Safe haven bubble pops


The safe haven slaughter goes on. You might read elsewhere that what is transpiring in emerging markets is a “flight to safety” but that is patently wrong. Flights to safety are earmarked by rises in US Treasuries, the US dollar, the yen and falling gold. Right now we have the opposite.

What we are seeing in global financial markets is the same old stampede from one investment thesis to another. Ably supported by the high priests of moral hazard: central banks.

Describe it as “the trend is your friend”, “it’s all fine until it’s not”, or “reflexivity”.  It’s all the same thing. Markets are not rational. They chase a theme to the very brink of absurdity and then unwind it. We’ve seen it time and time again in the Latin American and Asian debt crises, in the dot com bubble, in the US sub-prime bubble and now the unwind of the post-GFC “safe haven bubble”.

The passing thesis is post-GFC Asian growth pre-eminence and capital preservation. The new theme is the return of US growth and going long developed economy risk.

Last night was a better night for bonds with the US catching a bid on tomorrow’s Fed meeting. Whether the Fed will back off is now academic. The taper rhetoric will remain and the QE unwind is now the trade de jour.

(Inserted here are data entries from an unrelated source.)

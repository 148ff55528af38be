//! L10n LVM Bug Reader Web App (Leptos + WASM)

pub mod api;
pub mod app;
pub mod components;

use wasm_bindgen::prelude::*;

#[wasm_bindgen(start)]
pub fn main() {
    console_error_panic_hook::set_once();
    leptos::mount::mount_to_body(app::App);
}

The FT has more on the implications:

When China unleashed the largest stimulus package in its history in response to the 2008 crisis and slowing export markets in the west, it came at a price. Today China is grappling with a bill that some economists say has driven total debt to gross domestic product past 200 per cent.

While China offers the most extreme example of using debt to fund growth, it is a pattern that has been repeated across Asia. Without exports, central banks turned on the taps, leading to a jump in household and corporate borrowing.

Now, as the US Federal Reserve considers a reversal of its ultra-loose monetary policy, the region faces a new challenge: coping with life after debt. And as investors gauge the impact of that transition, the ghosts of the 1997-98 Asian financial crisis have been reawakened.

“All this QE money has lead to a massive credit inflation bubble in Asia,” said Kevin Lai, chief regional economist at Daiwa Securities. “The crime has been committed, we just have to deal with the aftermath. During that process there will be a lot of damage . . . It’s like a margin call. Households will need to sell their assets. There will be a lot of wealth destruction.”

…“We’re going into a period of stagnation in growth over the next couple of years,” said Fred Neumann, chief Asia economist at HSBC. “It was a sweet spot and that’s now coming to an end. Asian economies had an easy ride because they bought themselves growth through leverage. They should have used that time to carry out structural reforms. Instead they’ve used the cheap money and enjoyed the high growth rates. That opportunity has now gone.”

The falling growth rates across Asia also serve as evidence of a deterioration in productivity. Credit intensity – a measure of how much debt is needed to create a single unit of economic growth – has risen sharply almost everywhere. In Hong Kong, it has almost tripled since 2007, while in Singapore it has jumped more than fourfold.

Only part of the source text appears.